If you would have asked me a month ago, if I lived in a beautiful place, I would have replied with a resounding no. I would have complained about the bitter cold, the few hours of daylight and the disgusting road salt infused sludge that covers our roads. I would have gestured towards the fields surrounding my grey city, covered in vegetation tortured by wind, rain and cold, dying if not already dead and decaying.

To the seasonally depressed, times are bad. Somehow, his reality seems to resemble Dante´s vision of purgatory. The glass is half empty, the account balance looks inadequate, and the future seems to only hold only war and misery. Without doubt, a dignified life can not be lead on this planet of Hoth.

On a particularly rainy morning, preparing for his day job in Sweden´s own Novosibirsk, he puts on his military surplus raincoat from the 1960´s. Adorned in this heavy plastic coated fabric, on a motorcycle 2 years his senior, he sets out to sail the ocean that is forming on the motorway.

Gazing down the road through his rain covered visor, the seasonally depressed has a new feeling. His chest is getting bombarded by raindrops, accelerated by his own speed and the headwind brought upon him by Zeus. But no water penetrates the 60 year old olive green coat. The seasonally depressed has taken the weather on, and he is winning. For a moment, he no more feels like controlled by the elements, he feels like a hero charging into them head on. A display of defiance and spite against whatever god has wronged him all winter.

When the sinus curve gets steep

21st of December is the darkest day of the year. A reminder to the seasonally depressed that things are dark, really dark. Someone might jokingly say that “Well, now it can only get lighter”, and even though they are technically right, it sure does not feel like it. For when the sinus curve describing the amount of daylight we get each day is at it´s lowest point, it´s derivative is also zero. The darkness will dwell for a while longer, the days only becoming a few seconds longer each day. The seasonally depressed lives on.

As much as all good things come to and end, so must also the bad things. Last week, the seasonally depressed woke up to his last day on earth. Riding to work, he notices once again the disgusting pavement of “Novosibirsk” being hit with some timid sun rays. He notices the extra sweater under his jacket starting to feel a bit hot, maybe completely redundant. He tries to stay gloomy, as is his purpose, but catches himself engaging with colleagues, cracking jokes, adding emojis to his emails. Was this just a fluke, or a death sentence approaching?

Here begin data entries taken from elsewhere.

//! Analysis thresholds and run budgets.

use ob_core::DEFAULT_TICKS_PER_SECOND;
use serde::{Deserialize, Serialize};

use crate::{AnalyzerError, AnalyzerResult};

/// Every constant the analyzer uses.
///
/// Tick-denominated values are calibrated for 60 ticks per second; use
/// [`AnalyzerConfig::for_tick_rate`] when simulating at another rate.
/// Second-denominated thresholds are rate independent.
///
/// Loaded from the `[analyzer]` table of a TOML file; missing keys keep
/// their defaults.
#[derive(Debug, Clone, PartialEq, Serialize, Deserialize)]
#[serde(default)]
pub struct AnalyzerConfig {
    /// Tick budget for every analysis run.
    pub max_ticks: u64,
    /// Length of the NoInput and HoldOnly patterns, in ticks.
    pub monotonous_duration_ticks: u32,
    /// RegularSpam press length, in ticks.
    pub spam_press_ticks: u32,
    /// RegularSpam release length, in ticks.
    pub spam_release_ticks: u32,
    /// RegularSpam repetitions.
    pub spam_cycles: usize,
    /// Runs per player archetype; scores and durations are averaged.
    pub player_runs: u32,
    /// Wait/press cycles in the generated Beginner and Expert patterns.
    pub pattern_cycles: usize,
    /// Seed for Beginner/Expert pattern generation.
    pub pattern_seed: u64,
    /// A monotonous pattern surviving longer than this is a vulnerability.
    pub vulnerable_above_secs: f64,
    /// A monotonous pattern dying sooner than this is a vulnerability.
    pub vulnerable_below_secs: f64,
    /// Expert-duration cut points for duration scores 3, 2, 1, 0, -1, -2.
    pub duration_thresholds_secs: [f64; 6],
    /// Skill-gap cut points for skill-gap scores 3, 2, 1.
    pub skill_gap_thresholds: [f64; 3],
    /// Beginners should survive at least this long.
    pub beginner_min_secs: f64,
    /// Expert/beginner score-per-second ratio worth a difficulty point.
    pub progression_ratio: f64,
    /// Expert score consistency worth a difficulty point.
    pub consistency_threshold: f64,
    /// Minimum expert score events before consistency is measured.
    pub min_consistency_events: usize,
}

impl Default for AnalyzerConfig {
    fn default() -> Self {
        Self {
            max_ticks:                 3600,
            monotonous_duration_ticks: 600,
            spam_press_ticks:          3,
            spam_release_ticks:        3,
            spam_cycles:               100,
            player_runs:               3,
            pattern_cycles:            ob_pattern::DEFAULT_CYCLES,
            pattern_seed:              7,
            vulnerable_above_secs:     10.0,
            vulnerable_below_secs:     1.0,
            duration_thresholds_secs:  [30.0, 20.0, 15.0, 10.0, 5.0, 2.0],
            skill_gap_thresholds:      [3.0, 2.0, 1.5],
            beginner_min_secs:         8.0,
            progression_ratio:         1.5,
            consistency_threshold:     0.7,
            min_consistency_events:    5,
        }
    }
}

impl AnalyzerConfig {
    /// Defaults with tick-denominated values rescaled from 60 ticks per
    /// second to `ticks_per_second`.
    pub fn for_tick_rate(ticks_per_second: u32) -> Self {
        let base = Self::default();
        let factor = ticks_per_second as f64 / DEFAULT_TICKS_PER_SECOND as f64;
        let scale = |ticks: u64| ((ticks as f64 * factor).round() as u64).max(1);

        Self {
            max_ticks:                 scale(base.max_ticks),
            monotonous_duration_ticks: scale(base.monotonous_duration_ticks as u64) as u32,
            spam_press_ticks:          scale(base.spam_press_ticks as u64) as u32,
            spam_release_ticks:        scale(base.spam_release_ticks as u64) as u32,
            ..base
        }
    }

    pub fn validate(&self) -> AnalyzerResult<()> {
        if self.max_ticks == 0 {
            return Err(AnalyzerError::Config("max_ticks must be > 0".into()));
        }
        if self.player_runs == 0 {
            return Err(AnalyzerError::Config("player_runs must be > 0".into()));
        }
        if self.vulnerable_below_secs > self.vulnerable_above_secs {
            return Err(AnalyzerError::Config(
                "vulnerable_below_secs must not exceed vulnerable_above_secs".into(),
            ));
        }
        if !is_descending(&self.duration_thresholds_secs) {
            return Err(AnalyzerError::Config(
                "duration_thresholds_secs must be in descending order".into(),
            ));
        }
        if !is_descending(&self.skill_gap_thresholds) {
            return Err(AnalyzerError::Config(
                "skill_gap_thresholds must be in descending order".into(),
            ));
        }
        Ok(())
    }
}

fn is_descending(values: &[f64]) -> bool {
    values.windows(2).all(|w| w[0] >= w[1])
}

As the work day comes to an end, hearing motorcycles playfully revving as they go by his workplace, he feels almost obliged to go for a ride. Mid corner on a back road, the sentence is finally carried out. Opening his visor, the cold winter air has been replaced with spring air, which mercilessly pierces straight through his cranium. First, it enters the prefrontal cortex, destroying all higher level thoughts of misery and darkness. It goes on to obliterate the motor cortex, relaxing his shoulders and unclenching his jaw. Next it decimates his sensory cortex, so that the cold wind and rain can no longer be felt. Before finalising its trajectory, and exiting the skull, the spring air also grazes the parietal lobe, containing the visual cortex. A cold blooded execution has been carried out upon the seasonally depressed, he is no more.

The wheels keep turning through the corner. On the old bike now sits a stranger, or maybe an old acquaintance? Did the violence destroy his brain, making him forget the hate he feels towards the landscape he travels through? Or is it still somehow functioning, choosing to forgive the gods and the world around him. Can the damage to his visual cortex really be considered damage? The vision seems intact, now displaying a beautiful landscape filled with life and movement. If anything, it might have been recalibrated, using a more vivid colour palette. The nose, just moments ago filled with the smell of mud, decay and diesel smoke, now senses the smells of coffee, horses and freshly applied grease as the bike rolls by a stable.

The lobotomized rider turns of onto the first gravel road to the left. Relaxed, carefree, he opens his jacket to let some more air in. The rear tyre sends gravel flying as the throttle cracks open and the “carbies” some extra fuel into the engine.